Perjalanan menempuh 6 jam lamanya membuat jantung serasa mau copot. Mungkin karena baru melewati medan seperti itu. Ucapan bismillah tak henti-hentinya keluar dari mulut. Soalnya, jika terjatuh jurang dengan kedalaman ratusan meter menanti.
Empat jam perjalanan, kami tiba di Desa Basseang. Kami kemudian istirahat sejenak sebelum melanjutkan perjalanan ke Dusun Kalaosi. Masih ada sekitar 2 jam perjalanan dengan medan lebih menantang lagi.
Perjalanan kami lanjutkan. Konsentrasi tinggi melewati jalur setapak dan terjal. Dua jam kami tempuh perjalanan hingga tiba di Dusun yang dituju.
Sejauh mata memandang hanya kebun Kopi Arabica terlihat dengan batang pohon yang besar menandakan kopi di sana usianya ratusan tahun.
Hanya ada delapan rumah di kampung tersebut dan sebuah pendopo atap berbentuk tongkonan mulai lapuk dimakan usia.
Kami disambut ramah warga dengan suguhan kopi menjadi pengganti dahaga kami yang telah uji nyali selama perjalanan.
Sambil bercerita bersama warga, hawa dingin mulai menusuk tubuh dan riuh pohon pinus ditiup angin menambah nikmatnya kopi.
Saya mencoba menggali kehidupan warga selain kopi. Ternyata mereka hidup serba kekurangan. Mulai akses jalan yang ekstrem, layanan pendidikan dan kesehatan juga tidak ada.
Mau sekolah, anak-anak di sana harus berjalan kaki hingga puluhan kilometer. Sama seperti pelayanan kesehatan, mereka juga harus turun ke desa yang jarahnya cukup jauh.

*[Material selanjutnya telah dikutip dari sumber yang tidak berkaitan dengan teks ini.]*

// Copyright 2026 the Layerplane Authors
// SPDX-License-Identifier: Apache-2.0 OR MIT

//! Composition plan: the plane assignments for one frame.

use alloc::vec::Vec;
use core::fmt;

use layerplane_core::display::DisplaySnapshot;
use layerplane_core::layer::{IntRect, Layer};
use layerplane_core::output::DisplayId;
use layerplane_core::range::ClientRange;

/// One hardware plane in the plan.
///
/// Items are produced in back-to-front order; the client target sits at the
/// z-position of the bottom layer it merges.
#[derive(Clone, Debug, PartialEq, Eq)]
pub enum PlanItem {
    /// A layer scanned out directly.
    Layer {
        /// Z-index of the layer in the snapshot.
        z: usize,
        /// Destination rectangle.
        frame: IntRect,
        /// Whether the layer is video (and takes two planes).
        video: bool,
    },
    /// The GPU-composited client target.
    ClientTarget {
        /// The layers merged into the target.
        range: ClientRange,
        /// Bounding box of the merged layers' destinations.
        bounds: IntRect,
    },
}

impl PlanItem {
    /// Number of hardware planes this item occupies.
    #[must_use]
    pub fn planes(&self) -> usize {
        match self {
            Self::Layer { video: true, .. } => 2,
            Self::Layer { .. } | Self::ClientTarget { .. } => 1,
        }
    }
}

/// Why a stack could not be turned into a [`CompositionPlan`].
#[derive(Clone, Copy, Debug, PartialEq, Eq)]
pub enum PlanError {
    /// A layer carries no decision; the planner has not run on this stack.
    Unplanned {
        /// Z-index of the first undecided layer.
        z: usize,
    },
    /// Client layers are not contiguous.
    SplitClientRange {
        /// Z-index of the first client layer after the gap.
        z: usize,
    },
}

impl fmt::Display for PlanError {
    fn fmt(&self, f: &mut fmt::Formatter<'_>) -> fmt::Result {
        match self {
            Self::Unplanned { z } => write!(f, "layer {z} has not been planned"),
            Self::SplitClientRange { z } => {
                write!(f, "client layers are not contiguous at layer {z}")
            }
        }
    }
}

impl core::error::Error for PlanError {}

/// Ordered plane assignments for a single frame on a single display.
#[derive(Clone, Debug, Default)]
pub struct CompositionPlan {
    /// Target display for this plan.
    pub display: DisplayId,
    /// Items in back-to-front order.
    pub items: Vec<PlanItem>,
}

impl CompositionPlan {
    /// Creates an empty plan for the given display.
    #[must_use]
    pub fn new(display: DisplayId) -> Self {
        Self {
            display,
            items: Vec::new(),
        }
    }

    /// Builds the plan for a stamped snapshot.
    pub fn from_snapshot(
        display: DisplayId,
        snapshot: &DisplaySnapshot,
    ) -> Result<Self, PlanError> {
        let mut plan = Self::new(display);
        plan.rebuild(snapshot)?;
        Ok(plan)
    }

    /// Replaces the items with those of `snapshot`.
    ///
    /// On error the plan is left empty.
    pub fn rebuild(&mut self, snapshot: &DisplaySnapshot) -> Result<(), PlanError> {
        self.clear();
        let range = client_range(&snapshot.layers)?;
        for (z, layer) in snapshot.layers.iter().enumerate() {
            if range.contains(z) {
                if z == range.start {
                    self.items.push(PlanItem::ClientTarget {
                        range,
                        bounds: bounds(&snapshot.layers[range.as_range()]),
                    });
                }
            } else {
                self.items.push(PlanItem::Layer {
                    z,
                    frame: layer.display_frame,
                    video: layer.is_video,
                });
            }
        }
        Ok(())
    }

    /// Clears the plan for reuse.
    pub fn clear(&mut self) {
        self.items.clear();
    }

    /// Total hardware planes the plan needs.
    #[must_use]
    pub fn planes_required(&self) -> usize {
        self.items.iter().map(PlanItem::planes).sum()
    }

    /// The client range, if any layer is GPU composited.
    #[must_use]
    pub fn client_range(&self) -> Option<ClientRange> {
        self.items.iter().find_map(|item| match item {
            PlanItem::ClientTarget { range, .. } => Some(*range),
            PlanItem::Layer { .. } => None,
        })
    }

    /// Returns `true` if the plan fits in `usable_planes`.
    #[must_use]
    pub fn fits(&self, usable_planes: usize) -> bool {
        self.planes_required() <= usable_planes
    }
}

/// Recovers the client range from the stamped layers.
fn client_range(layers: &[Layer]) -> Result<ClientRange, PlanError> {
    let mut start = None;
    let mut end = 0;
    for (z, layer) in layers.iter().enumerate() {
        if layer.validated().is_none() {
            return Err(PlanError::Unplanned { z });
        }
        if layer.is_client() {
            match start {
                None => start = Some(z),
                Some(_) if z != end => return Err(PlanError::SplitClientRange { z }),
                Some(_) => {}
            }
            end = z + 1;
        }
    }
    Ok(start.map_or(ClientRange::EMPTY, |start| {
        ClientRange::from_bounds(start, end)
    }))
}

fn bounds(layers: &[Layer]) -> IntRect {
    let mut frames = layers
        .iter()
        .map(|l| l.display_frame)
        .filter(|r| r.area() > 0);
    let Some(first) = frames.next() else {
        return IntRect::default();
    };
    frames.fold(first, |acc, r| {
        IntRect::new(
            acc.left.min(r.left),
            acc.top.min(r.top),
            acc.right.max(r.right),
            acc.bottom.max(r.bottom),
        )
    })
}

Tak heran, puluhan anak di desa tersebut tak mengeyam pendidikan di daerah penghasil kopi terkenal itu. Padahal kopi dari desa ini tiap pagi, siang dan malam di minum para elit politik, pejabat, PNS, pengusaha,kontraktor dan para pecandu kopi di kota kabupaten.
Membayangkan warga setempat membawa kopi untuk dijual ke kota desa tak sebanding dengan harga kopi dan resiko selama perjalanan.
Yah.. mau diapa. Itulah kehidupan warga Kampung Patte Doang, Desa Basseang. Ternyata kampung kopi tak senikmat kopinya. (*)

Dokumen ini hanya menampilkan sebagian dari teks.